Saved entries
^^^^^^^^^^^^^^^^

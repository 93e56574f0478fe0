#![warn(clippy::nursery, clippy::pedantic)]
#![deny(unsafe_code)]

// ttlpaste CLI Client
// Copyright (C) 2021  Edward Shen
//
// This program is free software: you can redistribute it and/or modify
// it under the terms of the GNU General Public License as published by
// the Free Software Foundation, either version 3 of the License, or
// (at your option) any later version.
//
// This program is distributed in the hope that it will be useful,
// but WITHOUT ANY WARRANTY; without even the implied warranty of
// MERCHANTABILITY or FITNESS FOR A PARTICULAR PURPOSE.  See the
// GNU General Public License for more details.
//
// You should have received a copy of the GNU General Public License
// along with this program.  If not, see <https://www.gnu.org/licenses/>.

use std::io::Write;
use std::path::PathBuf;

use anyhow::{bail, Context, Result};
use atty::Stream;
use chrono::{DateTime, Utc};
use clap::Parser;
use reqwest::blocking::Client;
use reqwest::StatusCode;
use ttlpaste_common::{
    format_time_remaining, CreatePaste, CreatedPaste, ErrorBody, PasteView, Url, API_ENDPOINT,
};

#[derive(Parser)]
struct Opts {
    #[clap(subcommand)]
    action: Action,
}

#[derive(Parser)]
enum Action {
    Upload {
        /// The ttlpaste instance to upload data to.
        url: Url,
        /// Seconds until the paste expires.
        #[clap(short, long)]
        ttl: Option<u64>,
        /// How many times the paste may be read before it disappears.
        #[clap(short, long)]
        max_views: Option<u32>,
        path: PathBuf,
    },
    Download {
        /// The paste to download. Reading it uses up one view.
        url: Url,
    },
}

fn main() -> Result<()> {
    let opts = Opts::parse();

    match opts.action {
        Action::Upload {
            url,
            ttl,
            max_views,
            path,
        } => handle_upload(url, ttl, max_views, path),
        Action::Download { url } => handle_download(url),
    }?;

    Ok(())
}

fn handle_upload(
    mut url: Url,
    ttl: Option<u64>,
    max_views: Option<u32>,
    path: PathBuf,
) -> Result<()> {
    let content = std::fs::read_to_string(&path)
        .with_context(|| format!("Failed to read {} as UTF-8 text", path.display()))?;

    let request = CreatePaste {
        content,
        ttl_seconds: ttl
            .map(i64::try_from)
            .transpose()
            .context("TTL is too large")?,
        max_views: max_views.map(i64::from),
    };
    // Catch bad input before it costs a round trip.
    request.clone().validate()?;

    url.set_path(&format!("{}/pastes", API_ENDPOINT));
    url.set_query(None);
    url.set_fragment(None);

    let res = Client::new()
        .post(url)
        .json(&request)
        .send()
        .context("Request to server failed")?;

    match res.status() {
        StatusCode::CREATED => (),
        StatusCode::BAD_REQUEST => {
            let body: ErrorBody = res.json().context("Failed to parse server error")?;
            bail!("Upload rejected: {}", body.error);
        }
        status => bail!("Upload failed. Got HTTP error {}", status),
    }

    let created: CreatedPaste = res.json().context("Failed to parse server response")?;
    println!("{}", created.url);

    Ok(())
}

fn handle_download(url: Url) -> Result<()> {
    let res = Client::new()
        .get(paste_api_url(url)?)
        .send()
        .context("Failed to get data")?;

    match res.status() {
        StatusCode::OK => (),
        StatusCode::NOT_FOUND => bail!("Paste not found or no longer available"),
        status => bail!("Got bad response from server: {}", status),
    }

    let view: PasteView = res.json().context("Failed to parse paste")?;

    let mut stdout = std::io::stdout();
    stdout.write_all(view.content.as_bytes())?;
    // Keep the shell prompt off the last line when printing to a terminal
    if atty::is(Stream::Stdout) && !view.content.ends_with('\n') {
        stdout.write_all(b"\n")?;
    }

    for line in describe_limits(&view, Utc::now()) {
        eprintln!("{}", line);
    }

    Ok(())
}

/// Maps a shareable `/p/<id>` link (or an API link) to the API read endpoint.
fn paste_api_url(mut url: Url) -> Result<Url> {
    let segments: Vec<&str> = url
        .path_segments()
        .map(|segments| segments.filter(|s| !s.is_empty()).collect())
        .unwrap_or_default();

    let id = match segments.as_slice() {
        ["p", id] | ["api", "pastes", id] => (*id).to_string(),
        _ => bail!("URL does not point to a paste"),
    };

    url.set_path(&format!("{}/pastes/{}", API_ENDPOINT, id));
    url.set_query(None);
    url.set_fragment(None);
    Ok(url)
}

fn describe_limits(view: &PasteView, now: DateTime<Utc>) -> Vec<String> {
    let views = match view.remaining_views {
        Some(0) => "This was the last view; the paste is now gone.".to_string(),
        Some(1) => "1 view remains.".to_string(),
        Some(n) => format!("{} views remain.", n),
        None => "This paste has no view limit.".to_string(),
    };

    let expiry = view.expires_at.map_or_else(
        || "This paste will not expire.".to_string(),
        |expires_at| {
            format!(
                "This paste expires in {} ({}).",
                format_time_remaining(expires_at, now),
                expires_at.to_rfc3339()
            )
        },
    );

    vec![views, expiry]
}

#[cfg(test)]
mod tests {
    use chrono::{Duration, TimeZone};

    use super::*;

    #[test]
    fn share_link_maps_to_api() {
        let url = paste_api_url("https://paste.example/p/CFGHJMPQRV#frag".parse().unwrap()).unwrap();
        assert_eq!(url.as_str(), "https://paste.example/api/pastes/CFGHJMPQRV");
    }

    #[test]
    fn api_link_is_kept() {
        let url = paste_api_url("http://localhost:8080/api/pastes/CFGHJMPQRV/".parse().unwrap()).unwrap();
        assert_eq!(url.as_str(), "http://localhost:8080/api/pastes/CFGHJMPQRV");
    }

    #[test]
    fn bare_host_is_rejected() {
        assert!(paste_api_url("https://paste.example/".parse().unwrap()).is_err());
    }

    #[test]
    fn links_without_exactly_one_id_are_rejected() {
        for link in [
            "https://paste.example/api/",
            "https://paste.example/api/pastes/",
            "https://paste.example/p/",
            "https://paste.example/p/a/b",
            "https://paste.example/CFGHJMPQRV",
            "https://paste.example/api/healthz",
        ] {
            let err = paste_api_url(link.parse().unwrap()).unwrap_err();
            assert_eq!(err.to_string(), "URL does not point to a paste", "link: {}", link);
        }
    }

    #[test]
    fn limits_are_described() {
        let now = Utc.timestamp_millis_opt(0).unwrap();
        let view = PasteView {
            content: String::new(),
            remaining_views: Some(2),
            expires_at: Some(now + Duration::minutes(90)),
        };
        let lines = describe_limits(&view, now);
        assert_eq!(lines[0], "2 views remain.");
        assert!(lines[1].starts_with("This paste expires in 1h 30m"));

        let unlimited = PasteView {
            content: String::new(),
            remaining_views: None,
            expires_at: None,
        };
        assert_eq!(
            describe_limits(&unlimited, now),
            vec![
                "This paste has no view limit.".to_string(),
                "This paste will not expire.".to_string()
            ]
        );
    }
}
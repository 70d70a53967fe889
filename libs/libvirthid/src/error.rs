//! Error taxonomy and wire status codes

use thiserror::Error;

use crate::marshal::MarshalError;

/// Errors returned to clients (and to the provider, for `notify`)
#[derive(Debug, Clone, Copy, PartialEq, Eq, Error)]
pub enum Error {
    /// Malformed or missing required argument
    #[error("Invalid argument: {0}")]
    InvalidArgument(&'static str),

    /// Unknown selector, or a request whose shape does not match its selector
    #[error("Unsupported request: {0}")]
    Unsupported(&'static str),

    /// Client memory could not be prepared or mapped
    #[error("Resource exhausted: {0}")]
    ResourceExhausted(&'static str),

    /// Provider rejected a well-formed request
    #[error("Device error: {0}")]
    DeviceError(&'static str),

    /// Caller broke a precondition of the operation
    #[error("Failed precondition: {0}")]
    FailedPrecondition(&'static str),
}

/// Result type for bridge operations
pub type Result<T> = std::result::Result<T, Error>;

impl Error {
    /// Wire status for this error
    pub fn status(&self) -> Status {
        match self {
            Self::InvalidArgument(_) => Status::InvalidArgument,
            Self::Unsupported(_) => Status::Unsupported,
            Self::ResourceExhausted(_) => Status::ResourceExhausted,
            Self::DeviceError(_) => Status::DeviceError,
            Self::FailedPrecondition(_) => Status::FailedPrecondition,
        }
    }

    /// Check if the request may succeed when repeated with the same arguments
    pub fn is_transient(&self) -> bool {
        matches!(self, Self::ResourceExhausted(_))
    }
}

impl From<MarshalError> for Error {
    fn from(err: MarshalError) -> Self {
        match err {
            MarshalError::NullAddress => Self::InvalidArgument("null buffer address"),
            MarshalError::ZeroLength => Self::InvalidArgument("zero buffer length"),
            MarshalError::LengthTooLarge => Self::InvalidArgument("buffer length too large"),
            MarshalError::AddressOverflow => Self::InvalidArgument("buffer range overflows"),
            MarshalError::PrepareFailed => Self::ResourceExhausted("buffer preparation failed"),
            MarshalError::MapFailed => Self::ResourceExhausted("buffer mapping failed"),
        }
    }
}

/// Status codes carried on the wire back to the client
#[repr(i32)]
#[derive(Clone, Copy, Debug, PartialEq, Eq, Hash)]
pub enum Status {
    /// Success (not an error)
    Success = 0,
    /// Malformed or missing argument
    InvalidArgument = -1,
    /// Unknown or shape-mismatched selector
    Unsupported = -2,
    /// Buffer preparation or mapping failed
    ResourceExhausted = -3,
    /// Provider rejected the request
    DeviceError = -4,
    /// Notify without a live subscriber
    FailedPrecondition = -5,
}

impl Status {
    /// Raw wire value
    pub fn code(self) -> i32 {
        self as i32
    }

    /// Convert from a raw wire value
    pub fn from_code(code: i32) -> Option<Self> {
        Some(match code {
            0 => Self::Success,
            -1 => Self::InvalidArgument,
            -2 => Self::Unsupported,
            -3 => Self::ResourceExhausted,
            -4 => Self::DeviceError,
            -5 => Self::FailedPrecondition,
            _ => return None,
        })
    }

    /// Get human-readable status name
    pub fn as_str(&self) -> &'static str {
        match self {
            Self::Success => "success",
            Self::InvalidArgument => "invalid argument",
            Self::Unsupported => "unsupported",
            Self::ResourceExhausted => "resource exhausted",
            Self::DeviceError => "device error",
            Self::FailedPrecondition => "failed precondition",
        }
    }

    pub fn is_success(&self) -> bool {
        *self == Self::Success
    }
}

impl<T> From<&Result<T>> for Status {
    fn from(result: &Result<T>) -> Self {
        match result {
            Ok(_) => Status::Success,
            Err(e) => e.status(),
        }
    }
}

impl core::fmt::Display for Status {
    fn fmt(&self, f: &mut core::fmt::Formatter<'_>) -> core::fmt::Result {
        f.write_str(self.as_str())
    }
}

^^^^^^^^^^^^^^^^

Taking the entries above, write out exactly each line from the one holding "implied warranty of" to the one holding "use atty::Stream;", both included, and stop there.

// but WITHOUT ANY WARRANTY; without even the implied warranty of
// MERCHANTABILITY or FITNESS FOR A PARTICULAR PURPOSE.  See the
// GNU General Public License for more details.
//
// You should have received a copy of the GNU General Public License
// along with this program.  If not, see <https://www.gnu.org/licenses/>.

use std::io::Write;
use std::path::PathBuf;

use anyhow::{bail, Context, Result};
use atty::Stream;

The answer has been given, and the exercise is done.